There is a description in the paper, but essentially an output transform is done on the output of the network. For a simple description, imagine we have two outputs, A and B. We can use the output transform to do a few things, two of the main uses is scaling and applying hard constraints. For the scaling, imagine B/1000 ~ O(A). If this is the case, the network may struggle to provide both outputs due to the order of magnitude difference. As a way around this, we can scale the variables such that the network outputs will be the same order of magnitude. To solve the issue in this simple case, we can look at the order of magnitude and realize if we multiply B by 1000 in the output transform, both will have the same order of magnitude within the network. This means that the network is actually predicting B/1000, and multiplying by 1000 will provide us with B. In the paper, we use the mean of the data as a means of scaling. As for hard constraints, these are useful for applying initial or boundary conditions. Say that as an IC, at t = 0, B = 0 and A = 1. We could apply soft constraints via dde.IC. Hard constraints would be multiplying A and B by functions that would force them to always follow those initial conditions. For B, we may multiply by tanh(t) which is zero at t=0. For A, we may also multiply by tanh(0), but to give the IC we add exp(t). So the equation would be (A*tanh(t) + exp(t)), which satisfies the initial condition. The exact equations you use are dependent on the IC/BC and the system.

I found that the convergence speed generally becomes very slow after using the same method to implement hard constraints, is this a defect of hard constraints? Or the setting of the weight of the loss term or some other factors may have an effect on it? 1685498835750 It converges in about 100,000 or 200,000 cycles when I use soft constraints.

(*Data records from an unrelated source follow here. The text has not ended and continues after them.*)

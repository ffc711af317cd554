//! The game context
//!
//! `Game` owns the simulation state together with everything the state
//! machine talks to: the tick source, the best-score store and the notifier.
//! Hosts hold one `Game` and call the lifecycle controls, `jump` and `frame`.
//!
//! Phases: Idle -> Running <-> Paused, Running -> Over once the crash
//! sequence completes, and any phase -> Idle on restart.

use crate::clock::{self, TickSource};
use crate::persistence::BestScoreStore;
use crate::platform::{self, GameNotifier, NoopNotifier};
use crate::settings::Settings;
use crate::sim::{self, GameEvent, GamePhase, GameState};
use crate::tuning::Tuning;

/// Undrained events kept for the host; older ones are dropped first
pub const MAX_PENDING_EVENTS: usize = 256;

/// What the host learns about a finished run
#[derive(Debug, Clone, Copy, PartialEq, Eq)]
pub struct RunSummary {
    pub score: u64,
    /// Best score after this run
    pub best_score: u64,
    /// This run set the best score
    pub new_record: bool,
    pub ticks: u64,
    pub obstacles_cleared: u32,
    pub seed: u64,
}

pub struct Game {
    state: GameState,
    tuning: Tuning,
    settings: Settings,
    clock: Box<dyn TickSource>,
    notifier: Box<dyn GameNotifier>,
    store: Box<dyn BestScoreStore>,
    seed_source: Box<dyn FnMut() -> u64>,
    last_summary: Option<RunSummary>,
    /// Simulation events not yet taken by the host
    events: Vec<GameEvent>,
}

impl Game {
    /// Idle board with the stored best score loaded
    pub fn new(tuning: Tuning, settings: Settings, store: Box<dyn BestScoreStore>) -> Self {
        let mut state = GameState::new(platform::entropy_seed(), &tuning);
        state.best_score = store.load();
        state.particles.cap = settings.particle_cap();

        Self {
            state,
            clock: clock::for_timestep(settings.timestep),
            tuning,
            settings,
            notifier: Box::new(NoopNotifier),
            store,
            seed_source: Box::new(platform::entropy_seed),
            last_summary: None,
            events: Vec::new(),
        }
    }

    pub fn with_notifier(mut self, notifier: Box<dyn GameNotifier>) -> Self {
        self.notifier = notifier;
        self
    }

    /// Seeds for future runs come from `source`
    pub fn with_seed_source(mut self, source: impl FnMut() -> u64 + 'static) -> Self {
        self.seed_source = Box::new(source);
        self
    }

    pub fn state(&self) -> &GameState {
        &self.state
    }

    pub fn tuning(&self) -> &Tuning {
        &self.tuning
    }

    pub fn settings(&self) -> &Settings {
        &self.settings
    }

    pub fn phase(&self) -> GamePhase {
        self.state.phase
    }

    pub fn score(&self) -> u64 {
        self.state.score
    }

    pub fn best_score(&self) -> u64 {
        self.state.best_score
    }

    /// Summary of the most recent finished run
    pub fn last_summary(&self) -> Option<&RunSummary> {
        self.last_summary.as_ref()
    }

    /// Apply new preferences. Takes effect immediately.
    pub fn set_settings(&mut self, settings: Settings) {
        if settings.timestep != self.settings.timestep {
            self.clock = clock::for_timestep(settings.timestep);
        }
        self.state.particles.cap = settings.particle_cap();
        self.settings = settings;
    }

    /// Begin a run. Only accepted from Idle.
    pub fn start_game(&mut self) -> bool {
        if self.state.phase != GamePhase::Idle {
            return false;
        }

        let seed = (self.seed_source)();
        self.state.reset_run(seed, &self.tuning);
        self.state.phase = GamePhase::Running;
        self.clock.reset();
        self.events.clear();
        self.last_summary = None;

        log::info!("Run started (seed {})", seed);
        self.notifier.on_game_start();
        self.notifier.on_score_update(0, self.state.best_score);
        true
    }

    /// Running <-> Paused; ignored in other phases. Returns the new phase.
    pub fn toggle_pause(&mut self) -> GamePhase {
        match self.state.phase {
            GamePhase::Running => {
                self.state.phase = GamePhase::Paused;
                log::info!("Paused at score {}", self.state.score);
            }
            GamePhase::Paused => {
                self.state.phase = GamePhase::Running;
                // The paused interval must not be replayed
                self.clock.reset();
                log::info!("Resumed");
            }
            GamePhase::Idle | GamePhase::Over => {}
        }
        self.state.phase
    }

    /// Back to a fresh Idle board from any phase; the best score survives
    pub fn restart_game(&mut self) {
        let seed = (self.seed_source)();
        self.state.reset_run(seed, &self.tuning);
        self.clock.reset();
        self.events.clear();
        log::info!("Board reset");
        self.notifier.on_score_update(0, self.state.best_score);
    }

    /// Player input. Ignored unless running and not crashing.
    pub fn jump(&mut self) -> bool {
        let jumped = self.state.jump(&self.tuning);
        if jumped {
            self.queue_events();
        }
        jumped
    }

    /// Finish the run. Only valid once the crash sequence has completed;
    /// any other call is ignored and returns false.
    pub fn game_over(&mut self) -> bool {
        if self.state.phase != GamePhase::Running || !self.state.crash.is_complete() {
            return false;
        }
        self.state.phase = GamePhase::Over;

        let new_record = self.state.score > self.state.best_score;
        if new_record {
            self.state.best_score = self.state.score;
            self.store.save(self.state.best_score);
        }

        let summary = RunSummary {
            score: self.state.score,
            best_score: self.state.best_score,
            new_record,
            ticks: self.state.ticks,
            obstacles_cleared: self.state.obstacles.cleared,
            seed: self.state.seed,
        };
        log::info!(
            "Game over: score {} (best {}{})",
            summary.score,
            summary.best_score,
            if new_record { ", new record" } else { "" }
        );

        self.notifier.on_score_update(summary.score, summary.best_score);
        self.notifier.on_game_over(&summary);
        self.last_summary = Some(summary);
        true
    }

    /// Advance one simulation tick
    pub fn tick(&mut self) {
        if self.state.phase != GamePhase::Running {
            return;
        }

        sim::tick(&mut self.state, &self.tuning);

        let finished = self.state.events.contains(&GameEvent::CrashFinished);
        self.queue_events();

        if finished {
            self.game_over();
        } else {
            self.notifier
                .on_score_update(self.state.score, self.state.best_score);
        }
    }

    /// Run up to `n` ticks, stopping early if the run ends
    pub fn advance(&mut self, n: u32) {
        for _ in 0..n {
            if self.state.phase != GamePhase::Running {
                break;
            }
            self.tick();
        }
    }

    /// Animation-frame entry point. Returns whether another frame is wanted.
    pub fn frame(&mut self, now_ms: f64) -> bool {
        if self.state.phase == GamePhase::Running {
            let ticks = self.clock.ticks_for_frame(now_ms);
            self.advance(ticks);
        }
        self.wants_frames()
    }

    /// Only a running game needs animation frames
    pub fn wants_frames(&self) -> bool {
        self.state.phase == GamePhase::Running
    }

    fn queue_events(&mut self) {
        self.events.append(&mut self.state.events);
        if self.events.len() > MAX_PENDING_EVENTS {
            let excess = self.events.len() - MAX_PENDING_EVENTS;
            self.events.drain(..excess);
        }
    }

    /// Take the events produced since the last call (at most
    /// `MAX_PENDING_EVENTS`, newest kept)
    pub fn drain_events(&mut self) -> Vec<GameEvent> {
        std::mem::take(&mut self.events)
    }

    /// Ask the host platform to share the last result. False if no run
    /// has finished yet.
    pub fn share_result(&mut self) -> bool {
        match self.last_summary {
            Some(summary) if self.state.phase == GamePhase::Over => {
                self.notifier.on_share_requested(&summary);
                true
            }
            _ => false,
        }
    }

    pub fn show_leaderboard(&mut self) {
        self.notifier.on_leaderboard_requested();
    }
}
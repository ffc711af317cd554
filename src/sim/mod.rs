//! Deterministic simulation module
//!
//! All gameplay logic lives here. This module must be pure and deterministic:
//! - Per-tick integration only
//! - Seeded RNG only
//! - Stable iteration order (spawn order)
//! - No rendering or platform dependencies

pub mod collision;
pub mod crash;
pub mod obstacles;
pub mod particles;
pub mod player;
pub mod state;
pub mod tick;

pub use collision::{Rect, check_collisions, obstacle_hitbox, player_hitbox};
pub use crash::{CrashPiece, CrashSequence, PieceKind, PieceTint};
pub use obstacles::{Obstacle, ObstacleField, ObstacleKind};
pub use particles::{Particle, ParticleSystem};
pub use player::Player;
pub use state::{GameEvent, GamePhase, GameState};
pub use tick::tick;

Sorry for the late reply @chenyv118. By using hard constraints, you are changing the function from the very start. This could have a potent effect on the loss field, and thus could require a change in your weights. Generally, initialization methods will output near zero for the network outputs. If you do hard constraints, especially with linear scaling and addition like we do hear, this could have an effect on the loss and may require slightly different weights.